S&P affirms Egypt’s B credit rating, outlook at stable
S&P Global Ratings has affirmed Egypt’s B sovereign credit rating with a stable outlook, despite elevated external risks from covid-19, according to a research note over the weekend, leaving its ratings largely unchanged since April. S&P’s outlook rests on the expectation that “the weakening of external and government debt metrics will be temporary, and gradually improve from 2022, supported by higher GDP and current account receipts (CARs).”
Stable foreign exchange reserves + access to debt markets are enough to keep us relaxed for another year: Egypt’s store of foreign currency and access to debt markets are expected to cover financing needs and upcoming maturities for the coming 12 months, the agency said. Egypt’s foreign reserves have climbed steadily since June after plunging by almost USD 10 bn between March and May thanks to a global covid risk-off that saw investors exit emerging markets, rising to USD 39.22 bn in October from USD 36 bn at the end of May. Sovereign debt issuances, including the USD 5 bn eurobond sale and USD 750 mn green bond offering, as well as external loans such as the USD 8 bn in IMF support, have helped to buoy reserves.

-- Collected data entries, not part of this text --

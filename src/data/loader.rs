use std::path::{Path, PathBuf};

use sha2::{Digest, Sha256};
use thiserror::Error;

use super::clean::clean_rows;
use super::model::{MovieDataset, RawRow};
use super::normalize::{normalize_row, REQUIRED_COLUMNS};

// ---------------------------------------------------------------------------
// Errors
// ---------------------------------------------------------------------------

/// Failures that leave no dataset at all. Problems inside individual cells
/// or records never end up here.
#[derive(Debug, Error)]
pub enum LoadError {
    #[error("cannot read {}: {source}", path.display())]
    Io {
        path: PathBuf,
        #[source]
        source: std::io::Error,
    },
    #[error("unsupported file extension: .{0}")]
    UnsupportedExtension(String),
    #[error("cannot read header row: {0}")]
    Header(#[source] csv::Error),
    #[error("missing required column `{0}`")]
    MissingColumn(&'static str),
}

// ---------------------------------------------------------------------------
// Public entry-point
// ---------------------------------------------------------------------------

/// Read a movie table's bytes and pick its delimiter by extension.
///
/// Supported formats:
/// * `.csv`         – comma separated, header row first
/// * `.tsv`, `.tab` – tab separated, header row first
pub fn read_source(path: &Path) -> Result<(Vec<u8>, u8), LoadError> {
    let delimiter = delimiter_for(path)?;
    let bytes = std::fs::read(path).map_err(|source| LoadError::Io {
        path: path.to_path_buf(),
        source,
    })?;
    Ok((bytes, delimiter))
}

/// Field delimiter implied by the file extension.
pub fn delimiter_for(path: &Path) -> Result<u8, LoadError> {
    let ext = path
        .extension()
        .and_then(|e| e.to_str())
        .unwrap_or("")
        .to_ascii_lowercase();

    match ext.as_str() {
        "csv" => Ok(b','),
        "tsv" | "tab" => Ok(b'\t'),
        other => Err(LoadError::UnsupportedExtension(other.to_string())),
    }
}

/// Run the whole pipeline over in-memory file contents.
pub fn load_bytes(bytes: &[u8], delimiter: u8) -> Result<MovieDataset, LoadError> {
    let (raw_rows, unreadable) = read_raw_rows(bytes, delimiter)?;
    let normalized: Vec<_> = raw_rows.iter().map(normalize_row).collect();
    let (movies, mut report) = clean_rows(normalized);
    report.unreadable_records = unreadable;

    let dataset = MovieDataset::from_movies(movies, report, fingerprint(bytes));
    log::info!(
        "Cleaned dataset: {}; {} genres",
        dataset.report,
        dataset.genres.len()
    );
    Ok(dataset)
}

/// Hex SHA-256 of the file contents; identifies a dataset version.
pub fn fingerprint(bytes: &[u8]) -> String {
    let mut hasher = Sha256::new();
    hasher.update(bytes);
    hex::encode(hasher.finalize())
}

// ---------------------------------------------------------------------------
// CSV reader
// ---------------------------------------------------------------------------

/// Read every record into a [`RawRow`] holding the required columns.
///
/// Short records are accepted (missing cells read as blank). Records the
/// CSV parser rejects are skipped and counted.
fn read_raw_rows(bytes: &[u8], delimiter: u8) -> Result<(Vec<RawRow>, usize), LoadError> {
    let mut reader = csv::ReaderBuilder::new()
        .delimiter(delimiter)
        .flexible(true)
        .from_reader(bytes);

    let headers: Vec<String> = reader
        .byte_headers()
        .map_err(LoadError::Header)?
        .iter()
        .map(|h| {
            String::from_utf8_lossy(h)
                .trim_start_matches('\u{feff}')
                .trim()
                .to_string()
        })
        .collect();

    let columns: Vec<(usize, &'static str)> = REQUIRED_COLUMNS
        .iter()
        .map(|&name| {
            headers
                .iter()
                .position(|h| h == name)
                .map(|idx| (idx, name))
                .ok_or(LoadError::MissingColumn(name))
        })
        .collect::<Result<_, _>>()?;

    let mut rows = Vec::new();
    let mut unreadable = 0;

    for (record_no, result) in reader.byte_records().enumerate() {
        let record = match result {
            Ok(record) => record,
            Err(e) => {
                log::warn!("Skipping unreadable record {record_no}: {e}");
                unreadable += 1;
                continue;
            }
        };

        let row: RawRow = columns
            .iter()
            .filter_map(|&(idx, name)| {
                record
                    .get(idx)
                    .map(|cell| (name, String::from_utf8_lossy(cell).into_owned()))
            })
            .collect();
        rows.push(row);
    }

    Ok((rows, unreadable))
}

But lower tourism, remittances will bite in 2021 before recovering “significantly” by 2022, S&P says: Government debt metrics are expected to weaken through 2021 as external debt rises and key sources of foreign exchange such as tourism and remittances shrink as a result of covid-19, leading to an expected account deficit of 3.5% in FY2020-2021. With improved global economic conditions anticipated starting 2021, these sources of income are expected to recover significantly by 2022 as receipts rebound. The agency projects external debt to rise to 125% of CARs in 2021, followed by a gradual decline reaching 100% in 2023, supported by higher oil prices and the promotion of non-oil exports.
Egypt enjoys strong medium-term growth prospects: Despite elevated external risks, central bank buffers remain strong even after reserves dipped by USD 7-8 bn earlier this year as the banking sector moved to absorb the impact of capital outflows. Monetary easing following lower inflation will also reduce government financing costs and support private-sector credit growth.
Are government growth projections ambitious? S&P said it expects a government primary surplus of 1% in FY2022-2023 — lower than the government’s projected 2% — which should nonetheless be enough to begin reducing the debt-to-GDP ratio.
The downside: The agency could downgrade Egypt’s rating if the economic fallout from covid-19 is more prolonged than expected and we start to run low on foreign reserves, hampering the issuing of debt and interest payments. A continued high debt-to-GDP ratio caused by the weakening of the EGP or higher borrowing costs could also lead to a lower rating.
The upside: The agency could upgrade Egypt’s rating if the economy’s medium-term growth outperforms its expectations or if economic reforms successfully reduce Egypt’s dependence on external financing.